Multicenter trial of titration of morphine versus oxycodone for cancer pain

Objective: The aim of this study was to compare the therapeutic effects of immediate-release morphine (IR) and controlled-release oxycodone (CR) tablets on cancer pain in patients with an analgesia history of opioid or non-opioid analgesics by titration. Methods: This study was completed by six medical institutions, together, which adopted perspective and double-blind open-label methods to randomly divide cancer pain patients, from December 2014 to December 2017, into four groups: naive IR, naive CR, tolerant IR, and tolerant CR. Results: Kaplan-Meier analysis showed that remission of pain in the naive CR group (n = 58) was superior to that in the naive IR group (n = 47) (P = 0.031). Pain control in the tolerant CR group (n = 52) was superior to that in the tolerant IR group (n = 49) (P < 0.001). Differences were observed in titration cycles among the four groups (P < 0.001). There were differences in total titration doses among the four groups (P < 0.001). Consumption of oxycodone hydrochloride tablets in the naive CR group was lower than that that in the naive IR group (All P < 0.001) duringW1 & W2, whereas no significant differences were observed between the tolerant IR group and tolerant CR group during W1 (P = 0.061) & W2 (P = 0.060).
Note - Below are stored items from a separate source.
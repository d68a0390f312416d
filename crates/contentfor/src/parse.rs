//! Recovering the template name and line from a rendered error message.
//!
//! Located template errors read `<prefix>:<name>:<line>:<description>`, for
//! example `template:Hotels/show.html:12: undefined value`. The first
//! `:<digits>:` marker splits the message; anything before the first colon of
//! the leading part is an engine prefix and is dropped.

use once_cell::sync::Lazy;
use regex::Regex;

static LINE_MARKER: Lazy<Regex> =
    Lazy::new(|| Regex::new(r":\d+:").expect("line marker pattern is valid"));

/// The pieces of a located template error message.
#[derive(Debug, Clone, Default, PartialEq, Eq)]
pub struct ParsedTemplateError {
    /// Template name, empty when the message carries no location.
    pub template_name: String,
    /// 1-based line, 0 when unknown.
    pub line: usize,
    /// Everything after the line marker, leading whitespace included.
    pub description: String,
}

/// Splits an error message into template name, line and description.
///
/// Messages without a `:<line>:` marker come back with an empty name, line 0
/// and the whole message as the description.
pub fn parse_template_error(message: &str) -> ParsedTemplateError {
    let Some(marker) = LINE_MARKER.find(message) else {
        return ParsedTemplateError {
            description: message.to_string(),
            ..ParsedTemplateError::default()
        };
    };

    let digits = &message[marker.start() + 1..marker.end() - 1];
    let line = digits.parse().unwrap_or_else(|err| {
        tracing::error!(digits, error = %err, "failed to parse template error line number");
        0
    });

    let head = &message[..marker.start()];
    let template_name = match head.find(':') {
        Some(colon) => &head[colon + 1..],
        None => head,
    };

    ParsedTemplateError {
        template_name: template_name.trim().to_string(),
        line,
        description: message[marker.end()..].to_string(),
    }
}
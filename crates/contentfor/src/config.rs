//! Application configuration for view and layout rendering.
//!
//! A [`Config`] is built once at startup, either programmatically or from
//! YAML, and shared behind an `Arc` by everything that renders.
//!
//! ```yaml
//! base_path: /srv/booking
//! views:
//!   - app/views
//! layouts:
//!   path: app/layouts
//!   default:
//!     html: application.html
//! results:
//!   chunked: false
//! dev_mode: true
//! ```
//!
//! Every key is optional. Relative directories are resolved against
//! `base_path`.

use std::collections::BTreeMap;
use std::path::{Path, PathBuf};

use serde::Deserialize;

/// Default directory holding layout templates, relative to the base path.
pub const DEFAULT_LAYOUT_DIR: &str = "app/layouts";

/// Default directory holding view templates, relative to the base path.
pub const DEFAULT_VIEW_DIR: &str = "app/views";

/// Errors raised while loading configuration.
#[derive(Debug, thiserror::Error)]
pub enum ConfigError {
    #[error("failed to read config {}: {source}", path.display())]
    Io {
        path: PathBuf,
        #[source]
        source: std::io::Error,
    },

    #[error("invalid config: {0}")]
    Parse(#[from] serde_yaml::Error),
}

/// Rendering configuration.
#[derive(Debug, Clone, PartialEq, Eq, Deserialize)]
#[serde(default)]
pub struct Config {
    /// Root that relative view and layout directories are resolved against.
    pub base_path: PathBuf,
    /// Directories holding view templates.
    pub views: Vec<PathBuf>,
    pub layouts: LayoutsConfig,
    pub results: ResultsConfig,
    /// Development mode: results always buffer, even when chunked.
    pub dev_mode: bool,
}

#[derive(Debug, Clone, PartialEq, Eq, Deserialize)]
#[serde(default)]
pub struct LayoutsConfig {
    /// Directory holding layout templates.
    pub path: PathBuf,
    /// Layout used per request format when the action does not pick one.
    pub default: BTreeMap<String, String>,
}

#[derive(Debug, Clone, Default, PartialEq, Eq, Deserialize)]
#[serde(default)]
pub struct ResultsConfig {
    /// Stream rendered pages straight into the response.
    pub chunked: bool,
}

impl Default for Config {
    fn default() -> Self {
        Self {
            base_path: PathBuf::from("."),
            views: vec![PathBuf::from(DEFAULT_VIEW_DIR)],
            layouts: LayoutsConfig::default(),
            results: ResultsConfig::default(),
            dev_mode: false,
        }
    }
}

impl Default for LayoutsConfig {
    fn default() -> Self {
        Self {
            path: PathBuf::from(DEFAULT_LAYOUT_DIR),
            default: BTreeMap::new(),
        }
    }
}

impl Config {
    pub fn new() -> Self {
        Self::default()
    }

    /// Parses configuration from a YAML document.
    ///
    /// An empty document yields the defaults.
    pub fn from_yaml_str(yaml: &str) -> Result<Self, ConfigError> {
        if yaml.trim().is_empty() {
            return Ok(Self::default());
        }
        Ok(serde_yaml::from_str(yaml)?)
    }

    /// Reads configuration from a YAML file.
    pub fn from_path(path: impl AsRef<Path>) -> Result<Self, ConfigError> {
        let path = path.as_ref();
        let yaml = std::fs::read_to_string(path).map_err(|source| ConfigError::Io {
            path: path.to_path_buf(),
            source,
        })?;
        let config = Self::from_yaml_str(&yaml)?;
        tracing::debug!(path = %path.display(), "loaded render configuration");
        Ok(config)
    }

    pub fn with_base_path(mut self, path: impl Into<PathBuf>) -> Self {
        self.base_path = path.into();
        self
    }

    /// Replaces the view directories with a single directory.
    pub fn with_view_dir(mut self, dir: impl Into<PathBuf>) -> Self {
        self.views = vec![dir.into()];
        self
    }

    /// Appends a view directory.
    pub fn add_view_dir(mut self, dir: impl Into<PathBuf>) -> Self {
        self.views.push(dir.into());
        self
    }

    pub fn with_layout_dir(mut self, dir: impl Into<PathBuf>) -> Self {
        self.layouts.path = dir.into();
        self
    }

    /// Sets the default layout for a request format (`"html"`, `"json"`, ...).
    pub fn with_default_layout(mut self, format: impl Into<String>, layout: impl Into<String>) -> Self {
        self.layouts.default.insert(format.into(), layout.into());
        self
    }

    pub fn with_chunked(mut self, chunked: bool) -> Self {
        self.results.chunked = chunked;
        self
    }

    pub fn with_dev_mode(mut self, dev_mode: bool) -> Self {
        self.dev_mode = dev_mode;
        self
    }

    /// The default layout for `format`, if one is configured and non-empty.
    pub fn default_layout(&self, format: &str) -> Option<&str> {
        self.layouts
            .default
            .get(format)
            .map(String::as_str)
            .filter(|name| !name.is_empty())
    }

    /// Whether results should stream into the response.
    ///
    /// Development mode always buffers so that errors render cleanly.
    pub fn streams_results(&self) -> bool {
        self.results.chunked && !self.dev_mode
    }

    /// The layout directory resolved against the base path.
    pub fn layout_dir(&self) -> PathBuf {
        self.base_path.join(&self.layouts.path)
    }

    /// The view directories resolved against the base path.
    pub fn view_dirs(&self) -> Vec<PathBuf> {
        self.views.iter().map(|dir| self.base_path.join(dir)).collect()
    }
}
The incidence rate of additional drug delivery in the naive CR group was less than that in the naive IR group (P = 0.007). There was a lower incidence rate of additional drug delivery in the tolerant CR group, compared with that in the tolerant IR group (P = 0.014). There were no significant differences in adverse effects among the four groups (All P > 0.05). Conclusion: As a therapeutic oral drug, controlled-release oxycodone may obtain more stable analgesic effects than immediate-release morphine, whether the patient has an analgesia history of opioid analgesics or not. Fewer doses are required during treatment, thus it should be used in clinic for cancer pain.